ICASSP
30th Anniversary

Human Language Technology: Applications and Challenges for Speech Processing

Organizers: M. Ostendorf, U. Washington; E. Shriberg, SRI International & ICSI; A. Stolcke, SRI International & ICSI

Over the last decade, the speech processing and natural language processing communities have developed largely independently, though many of the algorithms stem from the same fundamental theory. As speech recognition improves, the possibility for language processing of "spoken documents" is of increasing interest, raising the need to bridge this gap. One step needed is a richer representation of audio that includes speaker and structural information in addition to word transcriptions, promulgated as "Rich Transcription" by the DARPA EARS program. The goal of this Special Session is to further advance this interdisciplinary effort by outlining specific ways in which speech technology can influence downstream natural language technology.

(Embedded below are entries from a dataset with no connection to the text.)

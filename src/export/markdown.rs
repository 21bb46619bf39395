//! Markdown export.

use crate::model::{
    Alignment, AnnotationKind, Document, Element, Page, PageContext, Table, TableRow, TextRun,
    TextStyle,
};

/// How to render tables with merged cells.
#[derive(Debug, Clone, Copy, PartialEq, Eq, Default)]
pub enum TableFallback {
    /// Pipe table, spans ignored
    Markdown,
    /// HTML table keeping rowspan and colspan
    #[default]
    Html,
}

/// Options for Markdown export.
#[derive(Debug, Clone)]
pub struct MarkdownOptions {
    /// Start with a YAML frontmatter block of the metadata
    pub include_frontmatter: bool,

    /// Escape Markdown syntax characters in text
    pub escape_special_chars: bool,

    /// Prefix for image links
    pub image_path_prefix: String,

    /// Rendering of tables with merged cells
    pub table_fallback: TableFallback,

    /// Put a horizontal rule between pages
    pub page_rules: bool,

    /// Deepest heading level emitted for bookmarks
    pub max_heading_level: u8,
}

impl MarkdownOptions {
    pub fn new() -> Self {
        Self::default()
    }

    /// Enable or disable frontmatter.
    pub fn with_frontmatter(mut self, enabled: bool) -> Self {
        self.include_frontmatter = enabled;
        self
    }

    /// Set the image path prefix.
    pub fn with_image_prefix(mut self, prefix: impl Into<String>) -> Self {
        self.image_path_prefix = prefix.into();
        self
    }

    /// Set the merged-cell table fallback.
    pub fn with_table_fallback(mut self, fallback: TableFallback) -> Self {
        self.table_fallback = fallback;
        self
    }

    /// Enable or disable rules between pages.
    pub fn with_page_rules(mut self, enabled: bool) -> Self {
        self.page_rules = enabled;
        self
    }
}

impl Default for MarkdownOptions {
    fn default() -> Self {
        Self {
            include_frontmatter: false,
            escape_special_chars: true,
            image_path_prefix: String::new(),
            table_fallback: TableFallback::default(),
            page_rules: false,
            max_heading_level: 6,
        }
    }
}

/// Convert a document to Markdown.
pub fn to_markdown(doc: &Document, options: &MarkdownOptions) -> String {
    MarkdownRenderer::new(options).render(doc)
}

/// Markdown renderer.
struct MarkdownRenderer<'a> {
    options: &'a MarkdownOptions,
    output: String,
}

impl<'a> MarkdownRenderer<'a> {
    fn new(options: &'a MarkdownOptions) -> Self {
        Self {
            options,
            output: String::new(),
        }
    }

    fn render(mut self, doc: &Document) -> String {
        if self.options.include_frontmatter {
            self.output
                .push_str(&doc.metadata.to_yaml_frontmatter(doc.page_count()));
            self.output.push('\n');
        }

        for (i, page) in doc.pages.iter().enumerate() {
            if i > 0 && self.options.page_rules {
                self.output.push_str("---\n\n");
            }
            self.render_page(page, doc.context(i));
        }

        self.output.trim().to_string()
    }

    fn render_page(&mut self, page: &Page, ctx: PageContext) {
        for element in &page.elements {
            match element {
                Element::Text(run) => self.render_text_run(run),
                Element::Bookmark(b) => {
                    let level = (b.level as usize + 1).min(self.options.max_heading_level.max(1) as usize);
                    let title = self.escape(&b.title);
                    self.output
                        .push_str(&format!("{} {}\n\n", "#".repeat(level), title));
                }
                Element::PageNumber(stamp) => {
                    let text = stamp.resolve(ctx);
                    self.paragraph(&text, &stamp.style);
                }
                Element::Table(table) => self.render_table(table),
                Element::Image(img) => {
                    let alt = img.alt_text.as_deref().unwrap_or("");
                    self.output.push_str(&format!(
                        "![{}]({}{})\n\n",
                        alt, self.options.image_path_prefix, img.resource_id
                    ));
                }
                Element::Annotation(a) => {
                    if let AnnotationKind::Link { uri } = &a.kind {
                        let label = a.contents.as_deref().unwrap_or(uri);
                        self.output
                            .push_str(&format!("[{}]({})\n\n", self.escape(label), uri));
                    }
                }
                Element::HiddenText(_)
                | Element::Script(_)
                | Element::Attachment(_)
                | Element::Watermark(_) => {}
            }
        }
    }

    fn render_text_run(&mut self, run: &TextRun) {
        if run.text.trim().is_empty() {
            return;
        }
        self.paragraph(&run.text, &run.style);
    }

    fn paragraph(&mut self, text: &str, style: &TextStyle) {
        let lines: Vec<String> = text
            .lines()
            .map(|line| apply_text_style(&self.escape(line), style))
            .collect();
        // hard breaks keep the run's own line structure
        self.output.push_str(&lines.join("  \n"));
        self.output.push_str("\n\n");
    }

    fn escape(&self, text: &str) -> String {
        if self.options.escape_special_chars {
            escape_markdown(text)
        } else {
            text.to_string()
        }
    }

    fn render_table(&mut self, table: &Table) {
        if table.is_empty() {
            return;
        }

        if let Some(caption) = &table.caption {
            self.output.push_str(&format!("*{}*\n\n", self.escape(caption)));
        }

        if table.has_merged_cells() && self.options.table_fallback == TableFallback::Html {
            self.render_table_html(table);
        } else {
            self.render_table_markdown(table);
        }
    }

    fn render_table_markdown(&mut self, table: &Table) {
        let col_count = table.column_count();
        if col_count == 0 {
            return;
        }

        let separator_after = table.header_rows.max(1) as usize - 1;
        for (i, row) in table.rows.iter().enumerate() {
            self.output.push('|');
            for c in 0..col_count {
                let content = row
                    .cells
                    .get(c)
                    .map(|cell| cell.plain_text().replace('\n', " "))
                    .unwrap_or_default();
                self.output
                    .push_str(&format!(" {} |", self.escape(content.trim())));
            }
            self.output.push('\n');

            if i == separator_after {
                self.output.push('|');
                for c in 0..col_count {
                    let alignment = row.cells.get(c).map(|cell| cell.alignment).unwrap_or_default();
                    self.output.push_str(match alignment {
                        Alignment::Left => " --- |",
                        Alignment::Center => " :---: |",
                        Alignment::Right => " ---: |",
                    });
                }
                self.output.push('\n');
            }
        }

        self.output.push('\n');
    }

    fn render_table_html(&mut self, table: &Table) {
        self.output.push_str("<table>\n");

        if table.header_rows > 0 {
            self.output.push_str("<thead>\n");
            for row in table.header() {
                self.render_html_row(row, true);
            }
            self.output.push_str("</thead>\n");
        }

        self.output.push_str("<tbody>\n");
        for row in table.body() {
            self.render_html_row(row, false);
        }
        self.output.push_str("</tbody>\n");

        self.output.push_str("</table>\n\n");
    }

    fn render_html_row(&mut self, row: &TableRow, is_header: bool) {
        let tag = if is_header { "th" } else { "td" };
        self.output.push_str("<tr>");

        for cell in &row.cells {
            let mut attrs = String::new();
            if cell.rowspan > 1 {
                attrs.push_str(&format!(" rowspan=\"{}\"", cell.rowspan));
            }
            if cell.colspan > 1 {
                attrs.push_str(&format!(" colspan=\"{}\"", cell.colspan));
            }

            self.output.push_str(&format!(
                "<{tag}{attrs}>{}</{tag}>",
                super::xml_escape(&cell.plain_text())
            ));
        }

        self.output.push_str("</tr>\n");
    }
}

fn apply_text_style(text: &str, style: &TextStyle) -> String {
    if text.trim().is_empty() {
        return text.to_string();
    }
    let mut result = text.to_string();
    if style.italic {
        result = format!("*{}*", result);
    }
    if style.bold {
        result = format!("**{}**", result);
    }
    if style.underline {
        result = format!("<u>{}</u>", result);
    }
    result
}

/// Escape characters that could be misread as Markdown syntax.
fn escape_markdown(text: &str) -> String {
    let mut result = String::with_capacity(text.len());
    for c in text.chars() {
        match c {
            '\\' | '`' | '*' | '_' | '[' | ']' | '|' => {
                result.push('\\');
                result.push(c);
            }
            _ => result.push(c),
        }
    }
    result
}

#[cfg(test)]
mod tests {
    use super::*;
    use crate::model::{Bookmark, Rect, TableCell};
    use pretty_assertions::assert_eq;

    fn doc_with(elements: Vec<Element>) -> Document {
        let mut doc = Document::with_blank_page();
        for e in elements {
            doc.pages[0].add_element(e);
        }
        doc
    }

    #[test]
    fn test_escape_markdown() {
        assert_eq!(escape_markdown("Hello *world*"), "Hello \\*world\\*");
        assert_eq!(escape_markdown("[link]"), "\\[link\\]");
    }

    #[test]
    fn test_render_simple_text() {
        let doc = doc_with(vec![Element::text("Hello, world!", 72.0, 72.0)]);
        assert_eq!(to_markdown(&doc, &MarkdownOptions::new()), "Hello, world!");
    }

    #[test]
    fn test_bookmark_becomes_heading() {
        let doc = doc_with(vec![
            Element::Bookmark(Bookmark::new("Chapter 1", 0)),
            Element::text("Body", 72.0, 90.0),
            Element::Bookmark(Bookmark::new("Deep", 9)),
        ]);
        assert_eq!(
            to_markdown(&doc, &MarkdownOptions::new()),
            "# Chapter 1\n\nBody\n\n###### Deep"
        );
    }

    #[test]
    fn test_styled_run() {
        let mut run = TextRun::new("strong", 0.0, 0.0);
        run.style.bold = true;
        run.style.italic = true;
        let doc = doc_with(vec![Element::Text(run)]);
        assert_eq!(to_markdown(&doc, &MarkdownOptions::new()), "***strong***");
    }

    #[test]
    fn test_hidden_text_is_skipped() {
        let doc = doc_with(vec![
            Element::HiddenText(TextRun::new("secret", 0.0, 0.0)),
            Element::text("shown", 0.0, 0.0),
        ]);
        assert_eq!(to_markdown(&doc, &MarkdownOptions::new()), "shown");
    }

    #[test]
    fn test_table_rendering() {
        let mut table = Table::with_header(1).at(Rect::new(72.0, 72.0, 200.0, 40.0));
        table.add_row(TableRow::header(vec![
            TableCell::text("Name"),
            TableCell::text("Qty").align(Alignment::Right),
        ]));
        table.add_row(TableRow::from_strings(["Apple", "3"]));
        let doc = doc_with(vec![Element::Table(table)]);

        assert_eq!(
            to_markdown(&doc, &MarkdownOptions::new()),
            "| Name | Qty |\n| --- | ---: |\n| Apple | 3 |"
        );
    }

    #[test]
    fn test_merged_cells_use_html() {
        let mut table = Table::new();
        table.add_row(TableRow::new(vec![TableCell::text("a<b").colspan(2)]));
        table.add_row(TableRow::from_strings(["1", "2"]));
        let doc = doc_with(vec![Element::Table(table)]);

        let md = to_markdown(&doc, &MarkdownOptions::new());
        assert!(md.starts_with("<table>"));
        assert!(md.contains("<td colspan=\"2\">a&lt;b</td>"));
    }

    #[test]
    fn test_frontmatter_and_page_rules() {
        let mut doc = Document::with_blank_page();
        doc.metadata.title = Some("Test Doc".to_string());
        doc.page_add_text(1, "one").unwrap();
        let n = doc.add_page();
        doc.page_add_text(n, "two").unwrap();

        let options = MarkdownOptions::new()
            .with_frontmatter(true)
            .with_page_rules(true);
        let md = to_markdown(&doc, &options);
        assert!(md.starts_with("---\n"));
        assert!(md.contains("title:"));
        assert!(md.ends_with("one\n\n---\n\ntwo"));
    }
}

The session will introduce speech researchers to the many interesting and useful downstream applications that take speech recognition as input. In turn, HLT researchers will have an opportunity to help direct speech engineers toward these particular problems. Finally, the session will bring to light a wealth of shared algorithmic methods that could be useful in both fields, and where cross-fertilization is likely to provide mutual benefits. Such shared techniques include statistical language modeling, dimensionality reduction techniques, and machine learning techniques in general.

Overview lecture:
Title: Human language technology: Opportunities & challenges
Authors: M. Ostendorf, U. Washington; E. Shriberg, SRI International & ICSI; A. Stolcke, SRI International & ICSI

Regular lectures:

Title: Approaches and applications of speech diarization
Authors: D.A. Reynolds and P.A. Torres-Carrasquillo (MIT-LL)
Title: Structural metadata research in the EARS program
Authors: Y. Liu (ICSI), E. Shriberg (SRI/ICSI), A. Stolcke (SRI/ICSI), B. Peskin (ICSI), J. Ang (ICSI), D. Hillard (UW), M. Ostendorf (UW), M. Tomalin (Cambridge U), M. Harper (Purdue)
Title: Metadata and parsing
Authors: M. Lease, E. Charniak and M. Johnson (Brown)
Title: Machine translation
Authors: D. Marcu and K. Knight (ISI/USC)
Title: Information extraction
Authors: R. Weischedel and L. Ramshaw (BBN)
Title: Summarization
Authors: K. McKeown and J. Hirschberg (Columbia)
Title: Real-world audio indexing systems
Authors: J.M. Van Thong, B. Logan and D. Goddeau (HP/CRL)
Title: Combining text and audio-visual features in video retrieval and topic clustering
Authors: S.-F. Chang (Columbia), R. Manmatha (UMass) and T.-S. Chua (NUS Singapore)
Title: Interactive dialog systems
Authors: Y. Gao et al. (IBM)
Title: Measuring human readability of machine generated text
Authors: D. Jones (MIT-LL) and T. Gibson (MIT)
Title: User-centered evaluation for machine translation of spoken language
Authors: D. Palmer (Virage)